### Supplied material

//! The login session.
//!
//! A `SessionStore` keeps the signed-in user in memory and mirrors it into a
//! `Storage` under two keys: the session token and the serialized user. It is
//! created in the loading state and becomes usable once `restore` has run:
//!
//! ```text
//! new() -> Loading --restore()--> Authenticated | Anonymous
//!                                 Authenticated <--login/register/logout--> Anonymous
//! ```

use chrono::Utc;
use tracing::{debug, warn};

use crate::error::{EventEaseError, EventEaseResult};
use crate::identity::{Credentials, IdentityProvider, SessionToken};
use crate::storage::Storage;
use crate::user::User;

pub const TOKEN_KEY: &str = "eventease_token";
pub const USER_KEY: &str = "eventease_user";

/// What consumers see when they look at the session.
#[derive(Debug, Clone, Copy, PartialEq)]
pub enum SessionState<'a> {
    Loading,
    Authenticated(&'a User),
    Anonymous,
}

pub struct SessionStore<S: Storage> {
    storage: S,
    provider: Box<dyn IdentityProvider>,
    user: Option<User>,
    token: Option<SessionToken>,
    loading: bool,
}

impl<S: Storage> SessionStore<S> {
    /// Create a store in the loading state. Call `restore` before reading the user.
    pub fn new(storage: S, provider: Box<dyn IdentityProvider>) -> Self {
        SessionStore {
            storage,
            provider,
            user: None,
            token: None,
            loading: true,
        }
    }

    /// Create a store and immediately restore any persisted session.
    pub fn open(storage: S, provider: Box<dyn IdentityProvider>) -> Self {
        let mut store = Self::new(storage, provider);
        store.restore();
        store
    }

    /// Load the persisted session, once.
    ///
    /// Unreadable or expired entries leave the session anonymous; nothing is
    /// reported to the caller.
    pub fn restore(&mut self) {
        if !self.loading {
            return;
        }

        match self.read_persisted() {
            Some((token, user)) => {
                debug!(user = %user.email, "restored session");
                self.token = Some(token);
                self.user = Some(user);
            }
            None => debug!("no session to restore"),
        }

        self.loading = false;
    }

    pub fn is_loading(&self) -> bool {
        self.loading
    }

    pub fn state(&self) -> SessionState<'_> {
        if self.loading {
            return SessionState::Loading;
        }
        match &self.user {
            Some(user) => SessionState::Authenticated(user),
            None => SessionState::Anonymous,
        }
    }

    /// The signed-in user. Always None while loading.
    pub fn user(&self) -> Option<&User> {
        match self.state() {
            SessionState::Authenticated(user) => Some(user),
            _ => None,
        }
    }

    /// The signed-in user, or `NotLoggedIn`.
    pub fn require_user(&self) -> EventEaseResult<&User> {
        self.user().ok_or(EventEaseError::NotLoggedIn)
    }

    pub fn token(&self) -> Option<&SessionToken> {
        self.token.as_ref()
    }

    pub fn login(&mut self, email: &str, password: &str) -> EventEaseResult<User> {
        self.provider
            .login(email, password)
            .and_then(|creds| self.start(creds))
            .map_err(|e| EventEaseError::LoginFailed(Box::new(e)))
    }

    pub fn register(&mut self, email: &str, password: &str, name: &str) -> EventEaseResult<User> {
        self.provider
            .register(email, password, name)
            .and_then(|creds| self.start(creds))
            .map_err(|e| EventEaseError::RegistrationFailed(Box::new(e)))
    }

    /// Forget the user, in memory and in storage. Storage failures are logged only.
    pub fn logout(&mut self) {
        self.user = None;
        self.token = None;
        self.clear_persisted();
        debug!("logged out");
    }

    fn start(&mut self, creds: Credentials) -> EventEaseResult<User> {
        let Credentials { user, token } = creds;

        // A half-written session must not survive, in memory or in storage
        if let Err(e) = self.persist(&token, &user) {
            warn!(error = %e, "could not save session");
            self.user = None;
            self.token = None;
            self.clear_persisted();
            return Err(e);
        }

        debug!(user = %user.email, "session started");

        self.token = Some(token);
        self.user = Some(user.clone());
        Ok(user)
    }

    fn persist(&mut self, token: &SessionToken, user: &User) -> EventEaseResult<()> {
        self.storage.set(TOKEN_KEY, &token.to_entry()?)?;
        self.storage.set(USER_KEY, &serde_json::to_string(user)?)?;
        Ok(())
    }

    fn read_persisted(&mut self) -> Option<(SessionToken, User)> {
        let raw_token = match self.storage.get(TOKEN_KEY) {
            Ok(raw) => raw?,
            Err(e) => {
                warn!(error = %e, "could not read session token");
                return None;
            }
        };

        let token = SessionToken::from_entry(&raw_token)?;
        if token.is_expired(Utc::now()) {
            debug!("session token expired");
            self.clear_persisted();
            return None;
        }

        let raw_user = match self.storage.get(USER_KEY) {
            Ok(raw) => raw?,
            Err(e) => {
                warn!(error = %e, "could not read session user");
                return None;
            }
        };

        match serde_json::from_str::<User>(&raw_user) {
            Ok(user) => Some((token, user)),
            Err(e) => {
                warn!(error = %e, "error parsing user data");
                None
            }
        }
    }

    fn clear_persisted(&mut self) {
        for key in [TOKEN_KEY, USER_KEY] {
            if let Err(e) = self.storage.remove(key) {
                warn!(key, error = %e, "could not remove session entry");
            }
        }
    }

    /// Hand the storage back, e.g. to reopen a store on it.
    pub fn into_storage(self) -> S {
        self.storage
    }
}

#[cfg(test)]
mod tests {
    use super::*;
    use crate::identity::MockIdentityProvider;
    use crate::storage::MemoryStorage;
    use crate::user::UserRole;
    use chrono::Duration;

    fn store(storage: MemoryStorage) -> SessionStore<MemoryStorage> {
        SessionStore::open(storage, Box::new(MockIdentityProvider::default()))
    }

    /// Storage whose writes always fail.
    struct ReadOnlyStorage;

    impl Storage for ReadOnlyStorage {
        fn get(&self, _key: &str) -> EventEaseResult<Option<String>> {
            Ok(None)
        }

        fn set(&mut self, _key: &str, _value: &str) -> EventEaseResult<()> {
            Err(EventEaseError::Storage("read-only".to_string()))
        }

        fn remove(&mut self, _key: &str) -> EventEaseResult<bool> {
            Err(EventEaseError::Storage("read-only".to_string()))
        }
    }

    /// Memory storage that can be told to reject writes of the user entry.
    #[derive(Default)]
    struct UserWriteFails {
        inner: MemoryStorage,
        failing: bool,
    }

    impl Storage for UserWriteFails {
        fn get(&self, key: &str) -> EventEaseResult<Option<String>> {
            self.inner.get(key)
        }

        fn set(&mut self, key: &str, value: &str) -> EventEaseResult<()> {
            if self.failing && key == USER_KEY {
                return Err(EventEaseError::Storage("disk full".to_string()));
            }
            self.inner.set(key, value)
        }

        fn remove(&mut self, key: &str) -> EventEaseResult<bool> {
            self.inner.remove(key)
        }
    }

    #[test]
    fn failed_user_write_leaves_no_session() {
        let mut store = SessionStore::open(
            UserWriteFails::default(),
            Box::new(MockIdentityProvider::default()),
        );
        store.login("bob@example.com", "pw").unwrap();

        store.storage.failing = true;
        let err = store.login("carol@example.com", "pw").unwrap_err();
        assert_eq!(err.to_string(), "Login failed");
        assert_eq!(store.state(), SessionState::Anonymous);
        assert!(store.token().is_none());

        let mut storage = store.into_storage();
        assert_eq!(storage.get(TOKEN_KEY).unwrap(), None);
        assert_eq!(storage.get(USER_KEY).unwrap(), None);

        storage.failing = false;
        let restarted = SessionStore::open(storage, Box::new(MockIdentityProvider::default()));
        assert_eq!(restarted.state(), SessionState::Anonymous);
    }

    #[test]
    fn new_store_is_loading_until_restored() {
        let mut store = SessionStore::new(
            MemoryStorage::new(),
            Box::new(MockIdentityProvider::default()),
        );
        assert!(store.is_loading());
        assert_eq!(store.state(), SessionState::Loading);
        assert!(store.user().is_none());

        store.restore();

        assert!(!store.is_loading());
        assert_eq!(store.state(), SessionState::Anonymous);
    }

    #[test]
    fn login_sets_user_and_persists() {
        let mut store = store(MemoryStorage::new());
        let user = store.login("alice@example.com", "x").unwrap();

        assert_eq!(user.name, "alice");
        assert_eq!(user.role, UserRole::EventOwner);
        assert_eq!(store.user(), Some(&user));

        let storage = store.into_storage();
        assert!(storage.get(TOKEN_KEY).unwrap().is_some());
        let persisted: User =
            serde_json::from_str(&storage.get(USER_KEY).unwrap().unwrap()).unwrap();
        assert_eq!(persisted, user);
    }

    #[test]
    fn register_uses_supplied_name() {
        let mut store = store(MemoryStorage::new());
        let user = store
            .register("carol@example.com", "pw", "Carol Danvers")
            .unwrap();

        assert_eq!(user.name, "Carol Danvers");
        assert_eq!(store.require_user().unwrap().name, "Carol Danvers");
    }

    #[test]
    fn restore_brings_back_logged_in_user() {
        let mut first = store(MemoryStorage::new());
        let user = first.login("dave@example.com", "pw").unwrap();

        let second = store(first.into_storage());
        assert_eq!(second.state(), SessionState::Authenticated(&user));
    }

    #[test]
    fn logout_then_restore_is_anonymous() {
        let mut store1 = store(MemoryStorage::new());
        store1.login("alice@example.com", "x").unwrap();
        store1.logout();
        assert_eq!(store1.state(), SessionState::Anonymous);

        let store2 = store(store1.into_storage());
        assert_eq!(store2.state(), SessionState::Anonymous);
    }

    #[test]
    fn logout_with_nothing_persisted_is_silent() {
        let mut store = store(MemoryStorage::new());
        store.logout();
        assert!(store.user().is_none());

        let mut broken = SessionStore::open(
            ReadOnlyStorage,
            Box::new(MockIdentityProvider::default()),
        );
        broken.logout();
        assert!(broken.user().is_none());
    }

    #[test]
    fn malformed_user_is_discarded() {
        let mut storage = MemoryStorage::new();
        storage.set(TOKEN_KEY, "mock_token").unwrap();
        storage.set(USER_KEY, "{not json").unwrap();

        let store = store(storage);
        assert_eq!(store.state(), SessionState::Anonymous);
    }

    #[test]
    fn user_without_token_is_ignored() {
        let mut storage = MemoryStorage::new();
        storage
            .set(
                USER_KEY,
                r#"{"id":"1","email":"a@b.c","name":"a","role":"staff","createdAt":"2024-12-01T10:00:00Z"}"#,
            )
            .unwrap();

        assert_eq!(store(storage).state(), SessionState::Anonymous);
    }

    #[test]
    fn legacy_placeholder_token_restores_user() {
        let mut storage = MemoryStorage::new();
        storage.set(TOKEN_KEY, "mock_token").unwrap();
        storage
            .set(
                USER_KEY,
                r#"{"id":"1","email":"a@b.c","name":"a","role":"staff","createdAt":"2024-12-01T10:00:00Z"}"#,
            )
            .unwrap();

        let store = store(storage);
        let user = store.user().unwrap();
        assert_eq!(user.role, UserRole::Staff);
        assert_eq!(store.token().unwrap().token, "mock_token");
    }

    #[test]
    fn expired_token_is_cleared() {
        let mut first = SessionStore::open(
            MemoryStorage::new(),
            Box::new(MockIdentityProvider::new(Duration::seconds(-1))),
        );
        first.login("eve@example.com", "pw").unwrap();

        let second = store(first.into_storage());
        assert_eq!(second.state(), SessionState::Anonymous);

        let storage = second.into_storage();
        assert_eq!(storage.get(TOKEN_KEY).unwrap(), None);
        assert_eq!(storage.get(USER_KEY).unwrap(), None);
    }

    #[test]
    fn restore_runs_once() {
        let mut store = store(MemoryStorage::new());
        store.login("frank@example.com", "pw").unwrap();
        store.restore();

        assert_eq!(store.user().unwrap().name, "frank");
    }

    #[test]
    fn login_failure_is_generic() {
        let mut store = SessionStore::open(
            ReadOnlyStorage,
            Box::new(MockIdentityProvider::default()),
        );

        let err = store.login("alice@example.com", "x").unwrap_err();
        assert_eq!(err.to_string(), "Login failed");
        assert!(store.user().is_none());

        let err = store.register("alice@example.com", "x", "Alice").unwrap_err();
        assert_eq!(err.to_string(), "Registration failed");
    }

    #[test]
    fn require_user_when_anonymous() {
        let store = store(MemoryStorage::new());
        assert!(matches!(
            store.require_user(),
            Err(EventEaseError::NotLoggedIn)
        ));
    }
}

######

Requirement — Begin at the first line of the records above and restate each line word for word, stopping after the line with "let mut store = Self::new(storage, provider);".

Result —
//! The login session.
//!
//! A `SessionStore` keeps the signed-in user in memory and mirrors it into a
//! `Storage` under two keys: the session token and the serialized user. It is
//! created in the loading state and becomes usable once `restore` has run:
//!
//! ```text
//! new() -> Loading --restore()--> Authenticated | Anonymous
//!                                 Authenticated <--login/register/logout--> Anonymous
//! ```

use chrono::Utc;
use tracing::{debug, warn};

use crate::error::{EventEaseError, EventEaseResult};
use crate::identity::{Credentials, IdentityProvider, SessionToken};
use crate::storage::Storage;
use crate::user::User;

pub const TOKEN_KEY: &str = "eventease_token";
pub const USER_KEY: &str = "eventease_user";

/// What consumers see when they look at the session.
#[derive(Debug, Clone, Copy, PartialEq)]
pub enum SessionState<'a> {
    Loading,
    Authenticated(&'a User),
    Anonymous,
}

pub struct SessionStore<S: Storage> {
    storage: S,
    provider: Box<dyn IdentityProvider>,
    user: Option<User>,
    token: Option<SessionToken>,
    loading: bool,
}

impl<S: Storage> SessionStore<S> {
    /// Create a store in the loading state. Call `restore` before reading the user.
    pub fn new(storage: S, provider: Box<dyn IdentityProvider>) -> Self {
        SessionStore {
            storage,
            provider,
            user: None,
            token: None,
            loading: true,
        }
    }

    /// Create a store and immediately restore any persisted session.
    pub fn open(storage: S, provider: Box<dyn IdentityProvider>) -> Self {
        let mut store = Self::new(storage, provider);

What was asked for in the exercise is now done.